Goal
GoalMiddleware keeps an agent running autonomously until a completion
condition is met. A separate evaluator model (e.g. Haiku) judges
whether the condition has been achieved — the worker model is not grading
its own homework.
Inspired by Claude Code's /goal command: set a condition, let the agent
work, stop when a second model says the condition is satisfied.
Basic setup
from cubepi import Agent
from cubepi.providers.anthropic import AnthropicProvider
from cubepi.middleware.goal import GoalMiddleware
provider = AnthropicProvider(api_key="...")
goal = GoalMiddleware(
evaluator=provider.model("claude-haiku-4-5-20251001"),
max_evaluations=10,
)
agent = Agent(
model=provider.model("claude-sonnet-4-6"),
middleware=[goal],
tools=[...],
)
# /goal prefix activates goal mode
await agent.prompt("/goal all tests in tests/auth pass and ruff check is clean")
# Check outcome
print(agent.state.extra["goal"])
# {"status": "achieved", "condition": "all tests in ...", "evaluations": 2, ...}
How it works
Activation
GoalMiddleware activates when the user message starts with /goal .
Everything after the prefix is the completion condition.
# Goal mode — evaluator will judge this condition
await agent.prompt("/goal make the homepage load in under 2 seconds")
# Normal mode — middleware is fully transparent
await agent.prompt("fix the bug in auth.py")
The /goal prefix is stripped before the worker sees the message. The
worker receives only the condition text as its work directive.
Evaluation loop
After the worker finishes a complete run (all tool calls exhausted):
- The evaluator reads the condition + last 20 messages from the conversation.
- It returns
{achieved: bool, reason: str}via structured output. - If achieved — the loop ends, status is
"achieved". - If not achieved and evaluations remain — feedback is injected
(
"Goal not yet met: {reason}. Continue working.") and the worker resumes. - If max_evaluations reached — the loop ends, status is
"exhausted".
Worker run → on_run_end → evaluator judges
├─ achieved=True → stop (status: "achieved")

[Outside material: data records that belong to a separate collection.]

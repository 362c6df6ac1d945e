// SPDX-License-Identifier: MIT
// Copyright 2026 Roland Dreier <roland@rolandd.dev>

//! Application error types.

/// Application error type shared by the store, sync, and storage layers.
#[derive(Debug, thiserror::Error)]
pub enum AppError {
    #[error("Validation failed: {0}")]
    Validation(String),

    #[error("Time conflict: {0}")]
    TimeConflict(String),

    #[error("Activity not found: {0}")]
    NotFound(String),

    #[error("Sync write failed: {0}")]
    SyncWrite(String),

    #[error("Sync subscribe failed: {0}")]
    SyncSubscribe(String),

    #[error("Storage error: {0}")]
    Storage(String),

    #[error("Internal error: {0}")]
    Internal(#[from] anyhow::Error),
}

/// Result type alias used throughout the crate.
pub type Result<T> = std::result::Result<T, AppError>;
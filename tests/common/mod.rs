// SPDX-License-Identifier: MIT
// Copyright 2026 Roland Dreier <roland@rolandd.dev>

use std::sync::Arc;

use nikki_diary::config::Config;
use nikki_diary::db::MemoryStore;
use nikki_diary::models::Activity;
use nikki_diary::session::Session;

/// Debounce window used by the sync tests. Long enough to observe
/// coalescing, short enough to keep the suite fast.
#[allow(dead_code)]
pub const TEST_DEBOUNCE_MS: u64 = 50;

/// Sleep long enough for a scheduled debounced write to have fired.
#[allow(dead_code)]
pub async fn settle() {
    tokio::time::sleep(std::time::Duration::from_millis(TEST_DEBOUNCE_MS * 4)).await;
}

/// Config with the test debounce window.
#[allow(dead_code)]
pub fn test_config() -> Config {
    Config {
        debounce_ms: TEST_DEBOUNCE_MS,
        ..Config::default()
    }
}

/// Log in against a shared in-memory store.
#[allow(dead_code)]
pub async fn login(store: &Arc<MemoryStore>, username: &str) -> Session {
    let shared: Arc<dyn nikki_diary::db::SnapshotStore> = store.clone();
    Session::login(shared, &test_config(), username)
        .await
        .expect("login should succeed")
}

/// A well-formed activity record for seeding stores directly.
#[allow(dead_code)]
pub fn activity(id: &str, date: &str, start: &str, end: &str, desc: &str) -> Activity {
    Activity {
        id: id.to_string(),
        date: date.to_string(),
        start_time: start.to_string(),
        end_time: end.to_string(),
        description: desc.to_string(),
    }
}
// SPDX-License-Identifier: MIT
// Copyright 2026 Roland Dreier <roland@rolandd.dev>

//! Time-of-day range on a single calendar day.

use crate::error::{AppError, Result};

/// Half-open range `[start, end)` in minutes since midnight.
///
/// Immutable once constructed; `start < end` is guaranteed.
#[derive(Debug, Clone, Copy, PartialEq, Eq, PartialOrd, Ord)]
pub struct TimeRange {
    start: u16,
    end: u16,
}

impl TimeRange {
    /// Build a range from two `"HH:MM"` clock strings.
    ///
    /// Fails on malformed input, out-of-range clock values, and
    /// zero-length or inverted ranges.
    pub fn parse(start: &str, end: &str) -> Result<Self> {
        let start = parse_clock(start)?;
        let end = parse_clock(end)?;
        if start >= end {
            return Err(AppError::Validation(
                "end time must be after start time".to_string(),
            ));
        }
        Ok(Self { start, end })
    }

    /// Start of the range, in minutes since midnight.
    pub fn start(&self) -> u16 {
        self.start
    }

    /// End of the range, in minutes since midnight (exclusive).
    pub fn end(&self) -> u16 {
        self.end
    }

    /// Half-open interval intersection test.
    ///
    /// Touching endpoints (`self.end == other.start`) do not overlap, so
    /// back-to-back activities are allowed.
    pub fn overlaps(&self, other: &TimeRange) -> bool {
        self.start < other.end && other.start < self.end
    }
}

/// Parse an `"HH:MM"` clock string into minutes since midnight (0-1439).
pub fn parse_clock(s: &str) -> Result<u16> {
    let invalid = || AppError::Validation(format!("invalid time {:?}, expected HH:MM", s));

    let (hours, minutes) = s.split_once(':').ok_or_else(invalid)?;
    if hours.len() != 2 || minutes.len() != 2 {
        return Err(invalid());
    }

    let hours: u16 = hours.parse().map_err(|_| invalid())?;
    let minutes: u16 = minutes.parse().map_err(|_| invalid())?;
    if hours > 23 || minutes > 59 {
        return Err(invalid());
    }

    Ok(hours * 60 + minutes)
}

#[cfg(test)]
mod tests {
    use super::*;

    fn range(start: &str, end: &str) -> TimeRange {
        TimeRange::parse(start, end).expect("valid range")
    }

    #[test]
    fn test_parse_clock_valid() {
        assert_eq!(parse_clock("00:00").unwrap(), 0);
        assert_eq!(parse_clock("09:30").unwrap(), 570);
        assert_eq!(parse_clock("23:59").unwrap(), 1439);
    }

    #[test]
    fn test_parse_clock_rejects_malformed() {
        for s in ["", "9:30", "0930", "09:3", "24:00", "12:60", "ab:cd", "09:30:00"] {
            assert!(
                matches!(parse_clock(s), Err(AppError::Validation(_))),
                "expected {:?} to be rejected",
                s
            );
        }
    }

    #[test]
    fn test_parse_rejects_inverted_and_zero_length() {
        assert!(matches!(
            TimeRange::parse("10:00", "10:00"),
            Err(AppError::Validation(_))
        ));
        assert!(matches!(
            TimeRange::parse("11:00", "10:00"),
            Err(AppError::Validation(_))
        ));
    }

    #[test]
    fn test_overlapping_ranges() {
        let a = range("09:00", "10:00");
        let b = range("09:30", "10:30");
        assert!(a.overlaps(&b));
        assert!(b.overlaps(&a));

        // Containment counts as overlap
        let inner = range("09:15", "09:45");
        assert!(a.overlaps(&inner));
        assert!(inner.overlaps(&a));
    }

    #[test]
    fn test_adjacent_ranges_do_not_overlap() {
        let a = range("09:00", "10:00");
        let b = range("10:00", "11:00");
        assert!(!a.overlaps(&b));
        assert!(!b.overlaps(&a));
    }

    #[test]
    fn test_disjoint_ranges_do_not_overlap() {
        let a = range("09:00", "10:00");
        let b = range("13:00", "14:00");
        assert!(!a.overlaps(&b));
        assert!(!b.overlaps(&a));
    }
}
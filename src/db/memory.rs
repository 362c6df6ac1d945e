// SPDX-License-Identifier: MIT
// Copyright 2026 Roland Dreier <roland@rolandd.dev>

//! In-memory snapshot store for tests and offline use.
//!
//! Mirrors the remote store's observable behavior: every write is
//! echoed to all subscribers of that key, including the session that
//! issued it. Writes can be counted and made to fail, which is what the
//! sync tests lean on.

use std::collections::HashMap;
use std::sync::atomic::{AtomicBool, AtomicUsize, Ordering};
use std::sync::Mutex;

use async_trait::async_trait;
use tokio::sync::mpsc;

use crate::db::{Snapshot, SnapshotStore, Subscription};
use crate::error::{AppError, Result};
use crate::models::DiaryDocument;

const CHANNEL_CAPACITY: usize = 16;

#[derive(Default)]
pub struct MemoryStore {
    documents: Mutex<HashMap<String, DiaryDocument>>,
    subscribers: Mutex<HashMap<String, Vec<mpsc::Sender<Snapshot>>>>,
    write_count: AtomicUsize,
    fail_writes: AtomicBool,
}

impl MemoryStore {
    pub fn new() -> Self {
        Self::default()
    }

    /// Number of successful writes across all keys.
    pub fn write_count(&self) -> usize {
        self.write_count.load(Ordering::SeqCst)
    }

    /// Make subsequent writes fail (failure injection for tests).
    pub fn set_fail_writes(&self, fail: bool) {
        self.fail_writes.store(fail, Ordering::SeqCst);
    }

    /// Current document for a key, if any.
    pub fn document(&self, key: &str) -> Option<DiaryDocument> {
        self.documents.lock().unwrap().get(key).cloned()
    }

    /// Preload a document without counting a write or notifying
    /// subscribers, to model state that existed before the session.
    pub fn seed(&self, key: &str, doc: DiaryDocument) {
        self.documents.lock().unwrap().insert(key.to_string(), doc);
    }

    fn current_snapshot(&self, key: &str) -> Snapshot {
        match self.documents.lock().unwrap().get(key) {
            Some(doc) => Snapshot::of(doc.clone()),
            None => Snapshot::absent(),
        }
    }
}

#[async_trait]
impl SnapshotStore for MemoryStore {
    async fn subscribe(&self, key: &str) -> Result<Subscription> {
        let (tx, rx) = mpsc::channel(CHANNEL_CAPACITY);

        let initial = self.current_snapshot(key);
        tx.send(initial)
            .await
            .map_err(|_| AppError::SyncSubscribe("subscriber channel closed".to_string()))?;

        self.subscribers
            .lock()
            .unwrap()
            .entry(key.to_string())
            .or_default()
            .push(tx);

        Ok(Subscription::new(rx, Vec::new()))
    }

    async fn write(&self, key: &str, doc: &DiaryDocument) -> Result<()> {
        if self.fail_writes.load(Ordering::SeqCst) {
            return Err(AppError::SyncWrite("injected write failure".to_string()));
        }

        self.documents
            .lock()
            .unwrap()
            .insert(key.to_string(), doc.clone());
        self.write_count.fetch_add(1, Ordering::SeqCst);

        // Echo the new state to every live subscriber of this key.
        let senders: Vec<mpsc::Sender<Snapshot>> = {
            let mut subscribers = self.subscribers.lock().unwrap();
            if let Some(list) = subscribers.get_mut(key) {
                list.retain(|tx| !tx.is_closed());
                list.clone()
            } else {
                Vec::new()
            }
        };

        let snapshot = Snapshot::of(doc.clone());
        for tx in senders {
            let _ = tx.send(snapshot.clone()).await;
        }

        Ok(())
    }
}
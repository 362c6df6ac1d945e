// SPDX-License-Identifier: MIT
// Copyright 2026 Roland Dreier <roland@rolandd.dev>

//! Local file-backed snapshot store.
//!
//! The simpler deployment variant: one JSON document per key under a
//! data directory. Single-process, so the subscription stream carries
//! only the initial snapshot; there is no other writer to observe.

use std::path::{Path, PathBuf};

use async_trait::async_trait;
use tokio::sync::mpsc;

use crate::db::{Snapshot, SnapshotStore, Subscription};
use crate::error::{AppError, Result};
use crate::models::DiaryDocument;

pub struct LocalFileStore {
    dir: PathBuf,
}

impl LocalFileStore {
    pub fn new(dir: impl Into<PathBuf>) -> Self {
        Self { dir: dir.into() }
    }

    /// Default data directory under the platform's data dir.
    pub fn default_dir() -> PathBuf {
        dirs::data_dir()
            .unwrap_or_else(|| PathBuf::from("."))
            .join("nikki-diary")
    }

    /// Keys are URL-encoded so arbitrary usernames map to safe file names.
    fn path_for(&self, key: &str) -> PathBuf {
        self.dir.join(format!("{}.json", urlencoding::encode(key)))
    }

    /// Read the stored document for a key, or `None` if absent.
    pub async fn get(&self, key: &str) -> Result<Option<DiaryDocument>> {
        match tokio::fs::read(self.path_for(key)).await {
            Ok(bytes) => {
                let doc = serde_json::from_slice(&bytes).map_err(|e| {
                    AppError::Storage(format!("corrupt document for {:?}: {}", key, e))
                })?;
                Ok(Some(doc))
            }
            Err(e) if e.kind() == std::io::ErrorKind::NotFound => Ok(None),
            Err(e) => Err(AppError::Storage(e.to_string())),
        }
    }

    async fn set(&self, key: &str, doc: &DiaryDocument) -> Result<()> {
        tokio::fs::create_dir_all(&self.dir)
            .await
            .map_err(|e| AppError::Storage(e.to_string()))?;

        let bytes = serde_json::to_vec_pretty(doc)
            .map_err(|e| AppError::Storage(e.to_string()))?;
        tokio::fs::write(self.path_for(key), bytes)
            .await
            .map_err(|e| AppError::Storage(e.to_string()))
    }

    pub fn dir(&self) -> &Path {
        &self.dir
    }
}

#[async_trait]
impl SnapshotStore for LocalFileStore {
    async fn subscribe(&self, key: &str) -> Result<Subscription> {
        let snapshot = match self
            .get(key)
            .await
            .map_err(|e| AppError::SyncSubscribe(e.to_string()))?
        {
            Some(doc) => Snapshot::of(doc),
            None => Snapshot::absent(),
        };

        let (tx, rx) = mpsc::channel(1);
        tx.send(snapshot)
            .await
            .map_err(|_| AppError::SyncSubscribe("subscriber channel closed".to_string()))?;

        Ok(Subscription::new(rx, Vec::new()))
    }

    async fn write(&self, key: &str, doc: &DiaryDocument) -> Result<()> {
        self.set(key, doc)
            .await
            .map_err(|e| AppError::SyncWrite(e.to_string()))
    }
}
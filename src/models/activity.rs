// SPDX-License-Identifier: MIT
// Copyright 2026 Roland Dreier <roland@rolandd.dev>

//! Diary activity model for storage and sync.

use serde::{Deserialize, Serialize};

use crate::error::Result;
use crate::models::TimeRange;

/// A single diary entry: one time-ranged activity on one calendar day.
///
/// Field names follow the persisted document layout
/// (`{id, date, startTime, endTime, description}`).
#[derive(Debug, Clone, PartialEq, Eq, Serialize, Deserialize)]
#[serde(rename_all = "camelCase")]
pub struct Activity {
    /// Opaque stable identifier, unique within a user's diary
    pub id: String,
    /// Calendar day, ISO 8601 (`YYYY-MM-DD`)
    pub date: String,
    /// Start of the activity, `"HH:MM"`
    pub start_time: String,
    /// End of the activity, `"HH:MM"` (exclusive)
    pub end_time: String,
    /// Free-text description
    pub description: String,
}

impl Activity {
    /// Parse the stored clock strings into a validated [`TimeRange`].
    pub fn range(&self) -> Result<TimeRange> {
        TimeRange::parse(&self.start_time, &self.end_time)
    }
}

/// Per-user persisted document: the full activity list plus a
/// last-write stamp.
///
/// `lastUpdated` is stamped on every outbound write; documents written
/// by older deployments may not carry it.
#[derive(Debug, Clone, Default, PartialEq, Eq, Serialize, Deserialize)]
#[serde(rename_all = "camelCase")]
pub struct DiaryDocument {
    #[serde(default)]
    pub activities: Vec<Activity>,
    #[serde(default, skip_serializing_if = "Option::is_none")]
    pub last_updated: Option<String>,
}

#[cfg(test)]
mod tests {
    use super::*;

    #[test]
    fn test_activity_serializes_with_document_field_names() {
        let activity = Activity {
            id: "a1".to_string(),
            date: "2024-01-10".to_string(),
            start_time: "09:00".to_string(),
            end_time: "10:00".to_string(),
            description: "Gym".to_string(),
        };

        let json = serde_json::to_value(&activity).unwrap();
        assert_eq!(json["id"], "a1");
        assert_eq!(json["date"], "2024-01-10");
        assert_eq!(json["startTime"], "09:00");
        assert_eq!(json["endTime"], "10:00");
        assert_eq!(json["description"], "Gym");
    }

    #[test]
    fn test_document_tolerates_missing_fields() {
        let doc: DiaryDocument = serde_json::from_str("{}").unwrap();
        assert!(doc.activities.is_empty());
        assert!(doc.last_updated.is_none());
    }

    #[test]
    fn test_document_round_trip() {
        let doc = DiaryDocument {
            activities: vec![Activity {
                id: "a1".to_string(),
                date: "2024-01-10".to_string(),
                start_time: "09:00".to_string(),
                end_time: "10:00".to_string(),
                description: "Gym".to_string(),
            }],
            last_updated: Some("2024-01-10T12:00:00Z".to_string()),
        };

        let json = serde_json::to_string(&doc).unwrap();
        let parsed: DiaryDocument = serde_json::from_str(&json).unwrap();
        assert_eq!(parsed, doc);
    }
}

├─ achieved=False → inject feedback, continue
└─ max evals hit → stop (status: "exhausted")
Parameters
| Parameter | Type | Default | Description |
|---|---|---|---|
evaluator | BoundModel | required | Model that judges the condition |
max_evaluations | int | 10 | Safety cap on evaluator calls |
Use a fast, cheap model for the evaluator (e.g. Haiku). It only reads the conversation transcript — it cannot call tools.
Reading the outcome
After agent.prompt() returns, check agent.state.extra["goal"]:
goal_state = agent.state.extra["goal"]
match goal_state["status"]:
case "achieved":
print(f"Done in {goal_state['evaluations']} evaluations")
print(f"Reason: {goal_state['last_reason']}")
case "exhausted":
print(f"Gave up after {goal_state['max_evaluations']} evaluations")
print(f"Last reason: {goal_state['last_reason']}")
Full state shape:
{
"status": "achieved" | "active" | "exhausted",
"condition": "all tests pass...",
"evaluations": 3,
"max_evaluations": 10,
"last_reason": "2 tests still failing in test_auth.py",
}
Tracing
GoalMiddleware declares its evaluator via extra_llm_calls(), so the
tracing Recorder can subscribe to the evaluator's provider and attribute
evaluation spans correctly — they show up as evaluator calls, not worker
calls.
Tips
- Keep conditions specific and verifiable. "All tests pass" is better than "code works well." The evaluator judges from transcript text, not by running tools.
- Use a cheap evaluator. Haiku is usually sufficient — the judgment is binary (achieved/not) with a short reason.
- Set
max_evaluationsconservatively. The default of 10 prevents runaway loops. Increase only when you expect the agent to need many iterations. - Combine with other middleware. GoalMiddleware composes with
TodoListMiddleware, compaction, etc. via standard middleware composition.